Trotz insgesamt leicht größerer Pflanzen im Gewächshaus wirkten die Pflanzen nicht so stark und benötigten nach unserer Einschätzung im Durchschnitt 1,5 cm kleinere Töpfe (Gewächshaus: 17-17,5 cm; Freiland: 18,5-19 cm). Die etwas dichteren, kompakteren Pflanzen aus Freilandkultur erzielten bessere Qualitätsnoten als diejenigen aus Gewächshauskultur (0,3 bis 0,9 Notenstufen niedriger, Skala 1-9). Auffällig war auch die deutliche schwächere Ausprägung bestimmter Blütenfarben im Gewächshaus.
Die Kulturverfahren Stecklingsvermehrung und Topfen gelieferter Jungpflanzen waren fast zum gleichen Zeitpunkt (KW 24-25) getopft worden. Obwohl recht unterschiedlich gestutzt (KW 24 und 27) waren die Pflanzen zu Kulturende fast gleich bei der Pflanzengröße, der Frühzeitigkeit und der Qualität.
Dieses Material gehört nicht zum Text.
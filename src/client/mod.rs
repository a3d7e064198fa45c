//! High-level A2A agent client
//!
//! A thin JSON-RPC client used by the demonstration script and integration
//! callers: discover the agent card, send messages (blocking or streaming),
//! and inspect or cancel tasks.

mod sse;

pub use sse::parse_update_stream;

use std::time::Duration;

use futures::stream::Stream;
use serde_json::Value;
use url::Url;

use crate::protocol::{
    jsonrpc::{methods, MessageSendParams, TasksCancelParams, TasksGetParams},
    A2AError, AgentCard, JsonRpcRequest, JsonRpcResponse, Message, Task, UpdateEvent,
};

/// Path the agent card is served under
const AGENT_CARD_PATH: &str = "/.well-known/agent-card.json";

/// Client for a remote A2A agent
///
/// # Example
///
/// ```rust,no_run
/// use a2a_qa_agent::client::AgentClient;
/// use a2a_qa_agent::protocol::Message;
///
/// # async fn example() -> Result<(), Box<dyn std::error::Error>> {
/// let client = AgentClient::new("http://127.0.0.1:9009".parse()?);
///
/// let card = client.discover().await?;
/// println!("Connected to: {}", card.name);
///
/// let task = client.send_message(Message::user("Hello, agent!")).await?;
/// println!("Task {} finished as {:?}", task.id, task.status.state);
/// # Ok(())
/// # }
/// ```
#[derive(Debug, Clone)]
pub struct AgentClient {
    http: reqwest::Client,
    base_url: Url,
    timeout: Duration,
}

impl AgentClient {
    /// Create a client for the agent at the given base URL
    pub fn new(base_url: Url) -> Self {
        Self {
            http: reqwest::Client::new(),
            base_url,
            timeout: Duration::from_secs(60),
        }
    }

    /// Set the per-request timeout
    pub fn with_timeout(mut self, timeout: Duration) -> Self {
        self.timeout = timeout;
        self
    }

    /// Base URL of the remote agent
    pub fn base_url(&self) -> &Url {
        &self.base_url
    }

    /// Fetch the agent card from `/.well-known/agent-card.json`
    pub async fn discover(&self) -> Result<AgentCard, A2AError> {
        let url = self
            .base_url
            .join(AGENT_CARD_PATH)
            .map_err(|e| A2AError::Validation(format!("Invalid agent URL: {}", e)))?;

        let response = self
            .http
            .get(url)
            .timeout(self.timeout)
            .send()
            .await?;

        if !response.status().is_success() {
            return Err(A2AError::Transport(format!(
                "Agent card request failed with status {}",
                response.status()
            )));
        }

        Ok(response.json().await?)
    }

    /// Send a message and wait for the finished task
    pub async fn send_message(&self, message: Message) -> Result<Task, A2AError> {
        let params = serde_json::to_value(MessageSendParams { message })?;
        let result = self.call(methods::MESSAGE_SEND, params).await?;
        Ok(serde_json::from_value(result)?)
    }

    /// Send a message and stream task update events as they happen
    ///
    /// The stream ends after the final status event.
    pub async fn send_message_streaming(
        &self,
        message: Message,
    ) -> Result<impl Stream<Item = Result<UpdateEvent, A2AError>>, A2AError> {
        let params = serde_json::to_value(MessageSendParams { message })?;
        let request = JsonRpcRequest::new(methods::MESSAGE_STREAM, params);

        let response = self
            .http
            .post(self.base_url.clone())
            .header("Accept", "text/event-stream")
            .json(&request)
            .send()
            .await?;

        if !response.status().is_success() {
            let status = response.status();
            let body = response.text().await.unwrap_or_default();
            return Err(A2AError::Transport(format!(
                "Streaming request failed with status {}: {}",
                status, body
            )));
        }

        Ok(parse_update_stream(response.bytes_stream()))
    }

    /// Get a task by ID
    pub async fn get_task(&self, task_id: impl Into<String>) -> Result<Task, A2AError> {
        let params = serde_json::to_value(TasksGetParams {
            task_id: task_id.into(),
        })?;
        let result = self.call(methods::TASKS_GET, params).await?;
        Ok(serde_json::from_value(result)?)
    }

    /// Cancel a task by ID
    pub async fn cancel_task(&self, task_id: impl Into<String>) -> Result<Task, A2AError> {
        let params = serde_json::to_value(TasksCancelParams {
            task_id: task_id.into(),
        })?;
        let result = self.call(methods::TASKS_CANCEL, params).await?;
        Ok(serde_json::from_value(result)?)
    }

    /// Issue one JSON-RPC call and unwrap the result payload
    async fn call(&self, method: &str, params: Value) -> Result<Value, A2AError> {
        let request = JsonRpcRequest::new(method, params);

        let response = self
            .http
            .post(self.base_url.clone())
            .timeout(self.timeout)
            .json(&request)
            .send()
            .await?;

        if !response.status().is_success() {
            return Err(A2AError::Transport(format!(
                "HTTP request failed with status {}",
                response.status()
            )));
        }

        let envelope: JsonRpcResponse = response.json().await?;

        if let Some(error) = envelope.error {
            return Err(A2AError::Protocol(format!(
                "JSON-RPC error {}: {}",
                error.code, error.message
            )));
        }

        envelope
            .result
            .ok_or_else(|| A2AError::Protocol("JSON-RPC response missing 'result' field".into()))
    }
}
Die erst in KW 24 unbewurzelt in die 19-cm-Endtöpfe gesteckten Sorten hatten schnell angewurzelt und waren zügig weitergewachsen. Sie wurden zum gleichen Zeitpunkt ins Freiland geräumt wie die drei Wochen früher stecklingsvermehrten Sorten. Daher blühten sie nur 9 Tage später und blieben zwar merklich, aber nicht drastisch kleiner. Sie benötigten 0,6 cm kleinere Töpfe und erhielten wegen des kompakteren Pflanzenaufbaus etwas bessere Qualitätsnoten (im Schnitt 7,9 gegenüber 7,5; Skala 1-9).
Fazit
Mit allen sechs durchgeführten Kulturverfahren konnten Gartenchrysanthemen in brauchbaren, gut vermarktungsfähigen Qualitäten in 19-cm-Töpfen produziert werden. Die Gewächshauskultur lieferte etwas schlechtere Pflanzen und wurde etwas weniger geeignet beurteilt. Der lockere Pflanzenaufbau machte Hemmstoffeinsatz erforderlich und manche Blütenfarben wurden weniger stark ausgefärbt.
Freilandkultur brachte die besseren Ergebnisse. Großzügiger Standraum und Witterungseinfluss sowie UV-Strahlung erzeugen kompakte Pflanzen. Bei der Anzucht gab es bei den direkt in die Endtöpfe gesteckten unbewurzelten Stecklingen bei einigen Lieferanten Probleme (in großer Wärme). Am sichersten funktionierte die Stecklingsvermehrung mit anschließendem Topfen im Gewächshaus und auch das Topfen von gelieferten bewurzelten Stecklingen. Mit sofortigem Aufstellen im Gewächshaus oder auch im Freiland.